Pero los demócratas no solo se juegan su vuelta a la Casa Blanca en las próximas elecciones. Hace solo un año, lograron recuperar el control de una de las dos cámaras del Congreso y eso les permitió elevar el perfil de su confrontación institucional con Trump. El punto máximo fue el juicio político que el Senado, aún dominado por los republicanos, logró desactivar rápidamente.
La Cámara de Representantes se convirtió en el bastión del poder demócrata en Washington y, al mismo tiempo, la arena donde quedaron al desnudo sus tensiones internas más fuertes. En más de una ocasión, la presidenta de la cámara Nancy Pelosi -un exponente del ala que supieron liderar los Clinton- chocó con un grupo de congresistas -y referentes del ala más progresista- en temas programáticos y, especialmente, en cómo confrontar a Trump y su política. Más de un observador consideró que Pelosi no quería avanzar con el juicio político, pero lo hizo para evitar un quiebre o, al menos, una crisis dentro de su bancada.

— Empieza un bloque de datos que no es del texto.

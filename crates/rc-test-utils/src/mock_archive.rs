//! Mock recording archive.
//!
//! Records every finished recording handed off by a room, and lets tests
//! wait for hand-offs that happen on background paths (disconnects, room
//! shutdown).

use std::sync::atomic::{AtomicBool, Ordering};
use std::sync::{Arc, Mutex};
use std::time::Duration;

use async_trait::async_trait;
use common::error::HuddleError;
use room_controller::services::{FinishedRecording, RecordingArchive};
use tokio::sync::Notify;

/// How long [`MockArchive::wait_for`] waits before failing the test.
pub const ARCHIVE_WAIT_TIMEOUT: Duration = Duration::from_secs(2);

/// Mock archive for testing.
#[derive(Clone, Default)]
pub struct MockArchive {
    recordings: Arc<Mutex<Vec<FinishedRecording>>>,
    archived: Arc<Notify>,
    failing: Arc<AtomicBool>,
}

impl MockArchive {
    #[must_use]
    pub fn new() -> Self {
        Self::default()
    }

    /// Reject every later hand-off. Rejected recordings are still counted.
    pub fn set_failing(&self, failing: bool) {
        self.failing.store(failing, Ordering::SeqCst);
    }

    pub fn recordings(&self) -> Vec<FinishedRecording> {
        self.recordings.lock().unwrap().clone()
    }

    /// Wait until at least `count` recordings were handed off.
    ///
    /// # Panics
    ///
    /// Panics if they do not arrive within [`ARCHIVE_WAIT_TIMEOUT`].
    pub async fn wait_for(&self, count: usize) -> Vec<FinishedRecording> {
        let wait = async {
            loop {
                let notified = self.archived.notified();
                let recordings = self.recordings();
                if recordings.len() >= count {
                    return recordings;
                }
                notified.await;
            }
        };
        tokio::time::timeout(ARCHIVE_WAIT_TIMEOUT, wait)
            .await
            .unwrap_or_else(|_| {
                panic!(
                    "expected {count} archived recordings, got {}",
                    self.recordings().len()
                )
            })
    }
}

#[async_trait]
impl RecordingArchive for MockArchive {
    async fn archive(&self, recording: FinishedRecording) -> Result<(), HuddleError> {
        self.recordings.lock().unwrap().push(recording);
        self.archived.notify_waiters();
        if self.failing.load(Ordering::SeqCst) {
            return Err(HuddleError::Archive("archive unavailable".to_string()));
        }
        Ok(())
    }
}
//! Bus topic keys.

use std::fmt;

use common::types::{GroupId, RoomId, SignalId};

/// Addressable bus channel.
///
/// Each variant carries exactly one payload family (see
/// [`BusEvent::topic_kind`](super::BusEvent::topic_kind)), so a room topic can
/// never be handed a group message.
#[derive(Debug, Clone, Copy, PartialEq, Eq, Hash)]
pub enum Topic {
    /// Point-to-point relay to one session
    Signal(SignalId),
    /// Presence and toggles for one room
    Room(RoomId),
    /// Messages and names for one group
    Group(GroupId),
    /// Process-wide upload progress
    Upload,
}

/// The payload family a topic carries.
#[derive(Debug, Clone, Copy, PartialEq, Eq, Hash)]
pub enum TopicKind {
    Signal,
    Room,
    Group,
    Upload,
}

impl TopicKind {
    /// Label value for metrics.
    #[must_use]
    pub const fn as_str(&self) -> &'static str {
        match self {
            TopicKind::Signal => "signal",
            TopicKind::Room => "room",
            TopicKind::Group => "group",
            TopicKind::Upload => "upload",
        }
    }
}

impl Topic {
    #[must_use]
    pub const fn kind(&self) -> TopicKind {
        match self {
            Topic::Signal(_) => TopicKind::Signal,
            Topic::Room(_) => TopicKind::Room,
            Topic::Group(_) => TopicKind::Group,
            Topic::Upload => TopicKind::Upload,
        }
    }
}

impl fmt::Display for Topic {
    fn fmt(&self, f: &mut fmt::Formatter<'_>) -> fmt::Result {
        match self {
            Topic::Signal(id) => write!(f, "signal:{id}"),
            Topic::Room(id) => write!(f, "room:{id}"),
            Topic::Group(id) => write!(f, "group:{id}"),
            Topic::Upload => f.write_str("upload"),
        }
    }
}

#[cfg(test)]
mod tests {
    use super::*;
    use uuid::Uuid;

    #[test]
    fn test_display() {
        let room = Topic::Room(RoomId(Uuid::nil()));
        assert_eq!(
            room.to_string(),
            "room:00000000-0000-0000-0000-000000000000"
        );
        assert_eq!(Topic::Upload.to_string(), "upload");
    }

    #[test]
    fn test_kind() {
        assert_eq!(Topic::Signal(SignalId::new()).kind(), TopicKind::Signal);
        assert_eq!(Topic::Group(GroupId::new()).kind().as_str(), "group");
    }
}
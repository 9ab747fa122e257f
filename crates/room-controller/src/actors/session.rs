//! `SessionActor` - one per client connection.
//!
//! Owns everything tied to a single connection:
//!
//! - the resolved identity (or none, for guests) and the signaling id
//! - the joined room and its weak room-topic subscription
//! - group subscriptions and the bounded set of seen client message ids
//! - which peers it has been told to negotiate with
//!
//! Inbound client events arrive through [`SessionHandle`]. Bus deliveries are
//! forwarded by listeners into a second channel and turned into outbound
//! [`ServerEvent`]s here, so every piece of session state is touched only by
//! this task.
//!
//! # Teardown
//!
//! Close, cancellation and a dropped handle all run the same teardown: leave
//! the room (which finalizes owned recordings), drop every subscription, then
//! tell the controller the session is gone.

use std::collections::{BTreeMap, BTreeSet, HashSet, VecDeque};

use bytes::Bytes;
use chrono::Utc;
use common::types::{GroupId, MessageId, RecordingId, RoomId, SignalId, UserId};
use tokio::sync::{mpsc, oneshot};
use tokio::task::JoinHandle;
use tokio_util::sync::{CancellationToken, DropGuard};
use tracing::{debug, error, info, instrument, warn};
use upload_protocol::{Chunk, Received};

use super::controller::ControllerHandle;
use super::messages::{SessionMessage, SessionState};
use super::metrics::{ActorType, MailboxMonitor};
use super::room::RoomHandle;
use crate::bus::{
    BusEvent, EventBus, GroupEvent, ListenerError, PeerEvent, RoomEvent, Strength, Subscription,
    Topic,
};
use crate::errors::{ErrorKind, RcError};
use crate::negotiation::is_polite;
use crate::observability::metrics;
use crate::protocol::{
    ClientEvent, GroupNotice, GroupRequest, IceCandidate, MemberInfo, RecordingAction, Reply,
    RoomNotice, RoomRequest, ServerEvent, SessionDescription, UserInfo,
};
use crate::services::{NewMessage, Services};

/// Dependencies shared by every session.
#[derive(Clone)]
pub struct SessionContext {
    pub bus: EventBus,
    pub services: Services,
    pub controller: ControllerHandle,
    /// Receives the signaling id once teardown has finished.
    pub closed_tx: mpsc::UnboundedSender<SignalId>,
    pub seen_capacity: usize,
    pub mailbox_buffer: usize,
}

/// Handle to a `SessionActor`, held by the transport.
#[derive(Debug, Clone)]
pub struct SessionHandle {
    signal_id: SignalId,
    user: Option<UserInfo>,
    sender: mpsc::Sender<SessionMessage>,
    cancel_token: CancellationToken,
}
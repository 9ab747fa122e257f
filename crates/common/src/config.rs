//! Configuration helpers shared by Huddle components.

/// Parse a boolean flag the way service env vars spell them.
///
/// Accepts `true`/`false`, `1`/`0` and `yes`/`no` (case-insensitive).
#[must_use]
pub fn parse_bool_flag(value: &str) -> Option<bool> {
    match value.trim().to_ascii_lowercase().as_str() {
        "true" | "1" | "yes" => Some(true),
        "false" | "0" | "no" => Some(false),
        _ => None,
    }
}

#[cfg(test)]
mod tests {
    use super::*;

    #[test]
    fn test_parse_bool_flag() {
        assert_eq!(parse_bool_flag("true"), Some(true));
        assert_eq!(parse_bool_flag(" YES "), Some(true));
        assert_eq!(parse_bool_flag("0"), Some(false));
        assert_eq!(parse_bool_flag("maybe"), None);
    }
}
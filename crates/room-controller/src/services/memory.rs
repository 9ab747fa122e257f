//! Process-local collaborators.
//!
//! Used by the binary when no external store is wired in, and by unit tests.
//! Nothing here survives a restart.

use std::collections::HashMap;
use std::sync::{Mutex, MutexGuard, PoisonError};

use async_trait::async_trait;
use common::error::HuddleError;
use common::secret::ExposeSecret;
use common::types::{GroupId, RoomId, UserId};
use uuid::Uuid;

use super::{
    Credentials, FinishedRecording, GroupRecord, IdentityService, NewMessage, RecordingArchive,
    RoomRecord, Store,
};
use crate::protocol::{MessageInfo, UserInfo};

fn lock<T>(mutex: &Mutex<T>) -> MutexGuard<'_, T> {
    mutex.lock().unwrap_or_else(PoisonError::into_inner)
}

#[derive(Default)]
struct StoreState {
    rooms: HashMap<RoomId, RoomRecord>,
    groups: HashMap<GroupId, GroupRecord>,
    users: HashMap<UserId, UserInfo>,
    messages: HashMap<GroupId, Vec<MessageInfo>>,
}

/// Map-backed [`Store`].
#[derive(Default)]
pub struct InMemoryStore {
    state: Mutex<StoreState>,
}

impl InMemoryStore {
    #[must_use]
    pub fn new() -> Self {
        Self::default()
    }

    /// Seed a room and return its id.
    pub fn insert_room(&self, name: &str) -> RoomId {
        let id = RoomId::new();
        lock(&self.state).rooms.insert(
            id,
            RoomRecord {
                id,
                name: name.to_string(),
                members: Vec::new(),
            },
        );
        id
    }

    /// Seed a group and return its id.
    pub fn insert_group(&self, name: &str) -> GroupId {
        let id = GroupId::new();
        lock(&self.state).groups.insert(
            id,
            GroupRecord {
                id,
                name: name.to_string(),
                members: Vec::new(),
            },
        );
        id
    }

    /// Seed a user and return its id.
    pub fn insert_user(&self, name: Option<&str>) -> UserId {
        let id = UserId::new();
        lock(&self.state).users.insert(
            id,
            UserInfo {
                id,
                name: name.map(str::to_string),
            },
        );
        id
    }

    /// Persisted members of a room, in join order.
    #[must_use]
    pub fn room_members(&self, id: RoomId) -> Vec<UserId> {
        lock(&self.state)
            .rooms
            .get(&id)
            .map(|room| room.members.clone())
            .unwrap_or_default()
    }

    /// Number of messages persisted for a group.
    #[must_use]
    pub fn message_count(&self, id: GroupId) -> usize {
        lock(&self.state).messages.get(&id).map_or(0, Vec::len)
    }
}

#[async_trait]
impl Store for InMemoryStore {
    async fn get_room(&self, id: RoomId) -> Result<Option<RoomRecord>, HuddleError> {
        Ok(lock(&self.state).rooms.get(&id).cloned())
    }

    async fn add_room_member(&self, room: RoomId, user: UserId) -> Result<(), HuddleError> {
        let mut state = lock(&self.state);
        let record = state
            .rooms
            .get_mut(&room)
            .ok_or_else(|| HuddleError::NotFound(format!("room {room}")))?;
        if !record.members.contains(&user) {
            record.members.push(user);
        }
        Ok(())
    }

    async fn remove_room_member(&self, room: RoomId, user: UserId) -> Result<(), HuddleError> {
        if let Some(record) = lock(&self.state).rooms.get_mut(&room) {
            record.members.retain(|member| *member != user);
        }
        Ok(())
    }

    async fn get_group(&self, id: GroupId) -> Result<Option<GroupRecord>, HuddleError> {
        Ok(lock(&self.state).groups.get(&id).cloned())
    }

    async fn list_messages(&self, group: GroupId) -> Result<Vec<MessageInfo>, HuddleError> {
        Ok(lock(&self.state)
            .messages
            .get(&group)
            .cloned()
            .unwrap_or_default())
    }

    async fn create_message(&self, message: NewMessage) -> Result<MessageInfo, HuddleError> {
        let mut state = lock(&self.state);
        if !state.groups.contains_key(&message.group_id) {
            return Err(HuddleError::NotFound(format!("group {}", message.group_id)));
        }
        let info = MessageInfo {
            id: Uuid::new_v4(),
            group_id: message.group_id,
            author: message.author,
            content: message.content,
            client_id: message.client_id,
            sent_at: message.sent_at,
        };
        state
            .messages
            .entry(message.group_id)
            .or_default()
            .push(info.clone());
        Ok(info)
    }

    async fn get_users(&self, ids: &[UserId]) -> Result<Vec<UserInfo>, HuddleError> {
        let state = lock(&self.state);
        Ok(ids
            .iter()
            .filter_map(|id| state.users.get(id).cloned())
            .collect())
    }

    async fn set_user_name(&self, id: UserId, name: String) -> Result<UserInfo, HuddleError> {
        let mut state = lock(&self.state);
        let user = state.users.entry(id).or_insert(UserInfo { id, name: None });
        user.name = Some(name);
        Ok(user.clone())
    }
}

/// Resolves bearer tokens from a fixed table. Unknown tokens are guests.
#[derive(Default)]
pub struct TokenIdentity {
    tokens: Mutex<HashMap<String, UserId>>,
}

impl TokenIdentity {
    #[must_use]
    pub fn new() -> Self {
        Self::default()
    }

    pub fn register(&self, token: impl Into<String>, user: UserId) {
        lock(&self.tokens).insert(token.into(), user);
    }
}

#[async_trait]
impl IdentityService for TokenIdentity {
    async fn authenticate(&self, credentials: &Credentials) -> Result<Option<UserId>, HuddleError> {
        Ok(lock(&self.tokens)
            .get(credentials.token.expose_secret())
            .copied())
    }
}

/// Keeps finished recordings in memory.
#[derive(Default)]
pub struct MemoryArchive {
    finished: Mutex<Vec<FinishedRecording>>,
}

impl MemoryArchive {
    #[must_use]
    pub fn new() -> Self {
        Self::default()
    }

    #[must_use]
    pub fn finished(&self) -> Vec<FinishedRecording> {
        lock(&self.finished).clone()
    }
}

#[async_trait]
impl RecordingArchive for MemoryArchive {
    async fn archive(&self, recording: FinishedRecording) -> Result<(), HuddleError> {
        tracing::debug!(
            target: "rc.upload",
            recording_id = %recording.info.id,
            chunks = recording.chunks.len(),
            bytes = recording.applied_bytes,
            "Recording archived in memory"
        );
        lock(&self.finished).push(recording);
        Ok(())
    }
}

Sin liderazgo claro para reconquistar la Casa Blanca y sin liderazgo claro para encauzar una eventual oposición legislativa a Trump en un segundo mandato, el Partido Demócrata se enfrenta a más que una posible derrota electoral en noviembre próximo, se enfrenta a la posibilidad de profundizar su crisis de identidad y legitimidad, y dejar aún más despejado el camino a Trump para gobernar sin contrabalances hasta 2024.